= Meitei confederacy =

Alliance of seven Meitei groups

Yek salai flag, representing the seven clans of the Meitei confederacy.

Meitei confederacy, or Meitei confederation, is the union of the seven Meitei clans (yek salai).
The seven clans of the Meitei confederacy are:

- Mangang (ꯃꯉꯥꯡ) or Ningthouja (ꯅꯤꯡꯊꯧꯖꯥ)
- Luwang (ꯂꯨꯋꯥꯡ)
- Khuman(ꯈꯨꯃꯟ)
- Angom (ꯑꯉꯣꯝ)
- Moilang (ꯃꯣꯏꯂꯥꯡ) or Moirang (ꯃꯣꯏꯔꯥꯡ)
- Kha Nganpa (ꯈꯥ ꯉꯥꯟꯄ)
- Chenglei, Sarang Leishangthem (ꯁꯂꯥꯡ ꯂꯩꯁꯥꯡꯊꯦꯝ), or Salai Leishangthem (ꯁꯂꯥꯏ ꯂꯩꯁꯥꯡꯊꯦꯝ)
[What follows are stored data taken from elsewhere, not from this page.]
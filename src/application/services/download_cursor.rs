use crate::{
    application::{error::ApplicationError, services::RetrievalService},
    domain::models::file::ChunkResult,
};

/// Streams a whole file through repeated stateless chunk requests.
///
/// The cursor only remembers the next offset to ask for; every call is an
/// ordinary `fetch_chunk`.
pub struct DownloadCursor<'a> {
    service: &'a RetrievalService,
    category: String,
    name: String,
    next_offset: u64,
    finished: bool,
}

impl<'a> DownloadCursor<'a> {
    pub fn new(service: &'a RetrievalService, category: &str, name: &str) -> Self {
        Self {
            service,
            category: category.to_string(),
            name: name.to_string(),
            next_offset: 0,
            finished: false,
        }
    }

    pub fn next_offset(&self) -> u64 {
        self.next_offset
    }

    pub fn is_finished(&self) -> bool {
        self.finished
    }

    /// Returns `None` once the final chunk has been handed out.
    pub async fn next_chunk(&mut self) -> Result<Option<ChunkResult>, ApplicationError> {
        if self.finished {
            return Ok(None);
        }

        let chunk = self
            .service
            .fetch_chunk(
                Some(self.category.as_str()),
                Some(self.name.as_str()),
                self.next_offset,
            )
            .await?;

        self.next_offset += chunk.len();
        self.finished = chunk.is_last_chunk;
        Ok(Some(chunk))
    }

    pub async fn read_to_end(mut self) -> Result<Vec<u8>, ApplicationError> {
        // Sized by the bytes received, not the reported total.
        let mut content = Vec::new();
        while let Some(chunk) = self.next_chunk().await? {
            content.extend_from_slice(&chunk.bytes);
        }
        Ok(content)
    }
}
use thiserror::Error;

use crate::application::error::ApplicationError;

#[derive(Debug, Error)]
pub enum StorageError {
    #[error("File not found: {0}")]
    NotFound(String),

    #[error("Authentication failed: {0}")]
    Unauthorized(String),

    #[error("Network error: {0}")]
    NetworkError(String),

    #[error("Invalid credentials: {0}")]
    InvalidCredentials(String),

    #[error("Storage provider error: {0}")]
    ProviderError(String),

    #[error("I/O error: {0}")]
    Io(String),

    #[error("Internal error: {0}")]
    InternalError(String),
}

impl From<StorageError> for ApplicationError {
    fn from(error: StorageError) -> Self {
        match error {
            StorageError::NotFound(key) => ApplicationError::NotFound(key),
            other => ApplicationError::StorageUnavailable(other.to_string()),
        }
    }
}

impl From<reqwest::Error> for StorageError {
    fn from(error: reqwest::Error) -> Self {
        if error.is_timeout() {
            StorageError::NetworkError("Request timeout".to_string())
        } else if error.is_connect() {
            StorageError::NetworkError(format!("Connection failed: {}", error))
        } else if let Some(status) = error.status() {
            match status.as_u16() {
                404 => StorageError::NotFound(error.to_string()),
                401 | 403 => StorageError::Unauthorized(error.to_string()),
                _ => StorageError::ProviderError(error.to_string()),
            }
        } else {
            StorageError::InternalError(error.to_string())
        }
    }
}

impl From<std::io::Error> for StorageError {
    fn from(error: std::io::Error) -> Self {
        match error.kind() {
            std::io::ErrorKind::NotFound => StorageError::NotFound(error.to_string()),
            _ => StorageError::Io(error.to_string()),
        }
    }
}
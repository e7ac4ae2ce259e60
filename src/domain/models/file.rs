use bytes::Bytes;

/// Separator used to join a category and a file name into a storage key.
pub const STORAGE_KEY_SEPARATOR: char = '/';

/// A category/name pair that has passed reference validation.
///
/// Only the reference validator builds these, so holding one means both
/// fields are safe to turn into a storage key.
#[derive(Debug, Clone, PartialEq, Eq)]
pub struct FileReference {
    category: String,
    name: String,
}

impl FileReference {
    pub(crate) fn new(category: &str, name: &str) -> Self {
        Self {
            category: category.to_string(),
            name: name.to_string(),
        }
    }

    pub fn category(&self) -> &str {
        &self.category
    }

    pub fn name(&self) -> &str {
        &self.name
    }

    pub fn storage_key(&self) -> String {
        format!("{}{}{}", self.category, STORAGE_KEY_SEPARATOR, self.name)
    }
}

#[derive(Debug, Clone, Copy, PartialEq, Eq)]
pub struct ChunkRequest {
    pub offset: u64,
    pub chunk_size: u64,
}

/// One segment of a stored file.
#[derive(Debug, Clone, PartialEq, Eq)]
pub struct ChunkResult {
    pub bytes: Bytes,
    pub total_size: u64,
    pub is_last_chunk: bool,
}

impl ChunkResult {
    pub fn len(&self) -> u64 {
        self.bytes.len() as u64
    }

    pub fn is_empty(&self) -> bool {
        self.bytes.is_empty()
    }
}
Prior to unification and formation of the "Meitei confederacy," these groups were independent kingdoms ruled by their own kings. The Mangang, defeated the other clans and the Ningthouja king became the supreme ruler. Initially, the name Meitei referred only to the Ningthouja, but by the 15th century, it had come to refer to all seven clans. Over time, the seven groups united to form one nation but remained separate social entities. Today, clans still play an important role in the social structure of Meitei civilisation, especially in determining marriage patterns, as Meitei people do not marry within the same clan.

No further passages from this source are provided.